While my formal education has taught me so much, being immersed in a summer internship at the Fine Arts Museums of San Francisco (FAMSF) has given me much greater insight into what working in a professional environment entails. When I was offered the communications internship at FAMSF, I was thrilled. Along with the excitement, I couldn’t help but feel nervous too. I’m studying business at San Francisco State University, and I thought I might need more “art world” knowledge to perform well. Not only were my concerns quickly erased but the knowledge and skills I’ve been able to cultivate from this experience have far surpassed what I imagined.
What I thought PR was
On my first day, I had many preconceived ideas of what I would be doing and how exactly it would play out. I would talk to members of the press about what was going on at the Museums. The process would stop at a simple telephone call; I would ring a journalist and they would magically show up. Finding the journalists would be equally as easy. What I thought would be straightforward turned out to be a more thoughtful and deliberate process. The steps I imagined I would breeze through turned out to be challenging.
What PR actually is
We were told early on in the program that each intern would work on a big project that made a contribution to our department.

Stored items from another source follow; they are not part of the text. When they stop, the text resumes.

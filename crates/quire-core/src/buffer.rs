//! Text stores backing each variant

use crate::registry::RegistryError;
use crate::variant::{Variant, VariantMap};
use std::collections::BTreeMap;
use std::ops::Range;
use thiserror::Error;

#[derive(Error, Debug, Clone, PartialEq, Eq)]
pub enum BufferError {
    #[error("buffer {0} is read-only")]
    ReadOnly(String),
    #[error("buffer {0} no longer exists")]
    Dead(String),
    #[error("range {start}..{end} is outside buffer {name} (length {len})")]
    OutOfBounds {
        name: String,
        start: usize,
        end: usize,
        len: usize,
    },
}

/// Buffer properties saved when a session starts and put back when it quits
#[derive(Debug, Clone, Default, PartialEq, Eq)]
pub struct ProtectedVariables {
    pub read_only: bool,
    pub properties: BTreeMap<String, String>,
}

/// A variant's live text, owned by the host.
///
/// `replace` must be all-or-nothing: when it returns an error the text is
/// untouched. Every successful mutation bumps `revision`.
pub trait VariantBuffer {
    fn name(&self) -> &str;

    fn text(&self) -> &str;

    fn replace(&mut self, range: Range<usize>, text: &str) -> Result<(), BufferError>;

    fn is_read_only(&self) -> bool;

    fn set_read_only(&mut self, read_only: bool);

    fn is_modified(&self) -> bool;

    fn revision(&self) -> u64;

    fn snapshot(&self) -> ProtectedVariables;

    fn restore(&mut self, saved: ProtectedVariables);

    fn is_alive(&self) -> bool {
        true
    }

    fn len(&self) -> usize {
        self.text().len()
    }

    fn is_empty(&self) -> bool {
        self.len() == 0
    }

    fn content(&self, range: Range<usize>) -> Result<String, BufferError> {
        self.text()
            .get(range.clone())
            .map(str::to_string)
            .ok_or_else(|| BufferError::OutOfBounds {
                name: self.name().to_string(),
                start: range.start,
                end: range.end,
                len: self.len(),
            })
    }

    /// 0-based line holding `pos`
    fn line_of(&self, pos: usize) -> usize {
        line_of(self.text(), pos)
    }

    fn line_count(&self) -> usize {
        line_count(self.text())
    }
}

/// Number of line breaks before `pos`
pub fn line_of(text: &str, pos: usize) -> usize {
    let end = pos.min(text.len());
    text.as_bytes()[..end].iter().filter(|&&b| b == b'\n').count()
}

/// Lines in `text`, counting a trailing partial line
pub fn line_count(text: &str) -> usize {
    let breaks = text.bytes().filter(|&b| b == b'\n').count();
    if text.is_empty() || text.ends_with('\n') {
        breaks
    } else {
        breaks + 1
    }
}

/// Byte offsets of line starts, for mapping line ranges to positions
#[derive(Debug, Clone)]
pub struct LineIndex {
    starts: Vec<usize>,
    len: usize,
}

impl LineIndex {
    pub fn new(text: &str) -> Self {
        let mut starts = vec![0];
        starts.extend(
            text.bytes()
                .enumerate()
                .filter(|&(_, b)| b == b'\n')
                .map(|(i, _)| i + 1),
        );
        if starts.last() == Some(&text.len()) && starts.len() > 1 {
            starts.pop();
        }
        Self {
            starts,
            len: text.len(),
        }
    }

    /// Offset of the start of `line`, or the text length past the last line
    pub fn offset(&self, line: usize) -> usize {
        self.starts.get(line).copied().unwrap_or(self.len)
    }

    pub fn lines(&self) -> usize {
        if self.len == 0 {
            0
        } else {
            self.starts.len()
        }
    }
}

/// In-memory buffer used by hosts without their own text store
#[derive(Debug, Clone)]
pub struct MemoryBuffer {
    name: String,
    text: String,
    read_only: bool,
    modified: bool,
    alive: bool,
    revision: u64,
    properties: BTreeMap<String, String>,
}

impl MemoryBuffer {
    pub fn new(name: impl Into<String>, text: impl Into<String>) -> Self {
        Self {
            name: name.into(),
            text: text.into(),
            read_only: false,
            modified: false,
            alive: true,
            revision: 0,
            properties: BTreeMap::new(),
        }
    }

    pub fn with_read_only(mut self, read_only: bool) -> Self {
        self.read_only = read_only;
        self
    }

    pub fn set_property(&mut self, key: impl Into<String>, value: impl Into<String>) {
        self.properties.insert(key.into(), value.into());
    }

    pub fn property(&self, key: &str) -> Option<&str> {
        self.properties.get(key).map(String::as_str)
    }

    /// Simulate the backing store going away
    pub fn kill(&mut self) {
        self.alive = false;
    }

    pub fn mark_saved(&mut self) {
        self.modified = false;
    }

    pub fn into_text(self) -> String {
        self.text
    }

    fn check_range(&self, range: &Range<usize>) -> Result<(), BufferError> {
        let valid = range.start <= range.end
            && range.end <= self.text.len()
            && self.text.is_char_boundary(range.start)
            && self.text.is_char_boundary(range.end);
        if valid {
            Ok(())
        } else {
            Err(BufferError::OutOfBounds {
                name: self.name.clone(),
                start: range.start,
                end: range.end,
                len: self.text.len(),
            })
        }
    }
}

impl VariantBuffer for MemoryBuffer {
    fn name(&self) -> &str {
        &self.name
    }

    fn text(&self) -> &str {
        &self.text
    }

    fn replace(&mut self, range: Range<usize>, text: &str) -> Result<(), BufferError> {
        if !self.alive {
            return Err(BufferError::Dead(self.name.clone()));
        }
        if self.read_only {
            return Err(BufferError::ReadOnly(self.name.clone()));
        }
        self.check_range(&range)?;

        // Insert first, then drop the old text now sitting after the insertion
        self.text.insert_str(range.start, text);
        let old_start = range.start + text.len();
        let old_end = range.end + text.len();
        self.text.replace_range(old_start..old_end, "");

        self.modified = true;
        self.revision += 1;
        Ok(())
    }

    fn is_read_only(&self) -> bool {
        self.read_only
    }

    fn set_read_only(&mut self, read_only: bool) {
        self.read_only = read_only;
    }

    fn is_modified(&self) -> bool {
        self.modified
    }

    fn revision(&self) -> u64 {
        self.revision
    }

    fn snapshot(&self) -> ProtectedVariables {
        ProtectedVariables {
            read_only: self.read_only,
            properties: self.properties.clone(),
        }
    }

    fn restore(&mut self, saved: ProtectedVariables) {
        self.read_only = saved.read_only;
        self.properties = saved.properties;
    }

    fn is_alive(&self) -> bool {
        self.alive
    }
}

/// The buffers of one session, keyed by variant
#[derive(Default)]
pub struct Buffers {
    slots: VariantMap<Box<dyn VariantBuffer>>,
}

impl Buffers {
    pub fn new() -> Self {
        Self::default()
    }

    pub fn insert(&mut self, variant: Variant, buffer: Box<dyn VariantBuffer>) {
        self.slots.insert(variant, buffer);
    }

    pub fn take(&mut self, variant: Variant) -> Option<Box<dyn VariantBuffer>> {
        self.slots.remove(variant)
    }

    pub fn contains(&self, variant: Variant) -> bool {
        self.slots.contains(variant)
    }

    pub fn variants(&self) -> Vec<Variant> {
        self.slots.variants()
    }

    /// Live buffer for `variant`
    pub fn get(&self, variant: Variant) -> Result<&dyn VariantBuffer, RegistryError> {
        match self.slots.get(variant) {
            Some(buffer) if buffer.is_alive() => Ok(buffer.as_ref()),
            _ => Err(RegistryError::VariantUnavailable(variant)),
        }
    }

    pub fn get_mut(&mut self, variant: Variant) -> Result<&mut dyn VariantBuffer, RegistryError> {
        match self.slots.get_mut(variant) {
            Some(buffer) if buffer.is_alive() => Ok(buffer.as_mut()),
            _ => Err(RegistryError::VariantUnavailable(variant)),
        }
    }
}

#[cfg(test)]
mod tests {
    use super::*;

    #[test]
    fn test_replace_bumps_revision() {
        let mut buf = MemoryBuffer::new("a", "one\ntwo\nthree\n");
        buf.replace(4..7, "TWO").unwrap();
        assert_eq!(buf.text(), "one\nTWO\nthree\n");
        assert_eq!(buf.revision(), 1);
        assert!(buf.is_modified());
    }

    #[test]
    fn test_read_only_replace_leaves_text() {
        let mut buf = MemoryBuffer::new("a", "abc").with_read_only(true);
        let err = buf.replace(0..1, "x").unwrap_err();
        assert_eq!(err, BufferError::ReadOnly("a".to_string()));
        assert_eq!(buf.text(), "abc");
        assert_eq!(buf.revision(), 0);
    }

    #[test]
    fn test_out_of_bounds_and_char_boundaries() {
        let mut buf = MemoryBuffer::new("a", "héllo");
        assert!(matches!(
            buf.replace(2..3, "e"),
            Err(BufferError::OutOfBounds { .. })
        ));
        assert!(buf.content(0..99).is_err());
        assert_eq!(buf.text(), "héllo");
    }

    #[test]
    fn test_line_index() {
        let index = LineIndex::new("a\nbb\nccc\n");
        assert_eq!(index.lines(), 3);
        assert_eq!(index.offset(0), 0);
        assert_eq!(index.offset(1), 2);
        assert_eq!(index.offset(2), 5);
        assert_eq!(index.offset(3), 9);

        let partial = LineIndex::new("a\nb");
        assert_eq!(partial.lines(), 2);
        assert_eq!(partial.offset(2), 3);
    }

    #[test]
    fn test_line_helpers() {
        assert_eq!(line_of("a\nb\nc", 4), 2);
        assert_eq!(line_count("a\nb\nc"), 3);
        assert_eq!(line_count("a\nb\n"), 2);
        assert_eq!(line_count(""), 0);
    }

    #[test]
    fn test_dead_buffer_is_unavailable() {
        let mut buffers = Buffers::new();
        let mut buf = MemoryBuffer::new("a", "x");
        buf.kill();
        buffers.insert(Variant::A, Box::new(buf));
        assert!(matches!(
            buffers.get(Variant::A),
            Err(RegistryError::VariantUnavailable(Variant::A))
        ));
        assert!(buffers.get(Variant::B).is_err());
    }
}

My first week, I helped facilitate the press preview for The Obama Portraits Tour. Later I connected with Maria Egoavil, Public Programs project manager. From our conversation, I decided I wanted to work on a public relations (PR) campaign related to the Faith Ringgold: American People exhibition. Specifically, I wanted to support the collaborative events FAMSF was organizing with the Oakland Museum of California (OMCA) for the upcoming exhibition Hella Feminist.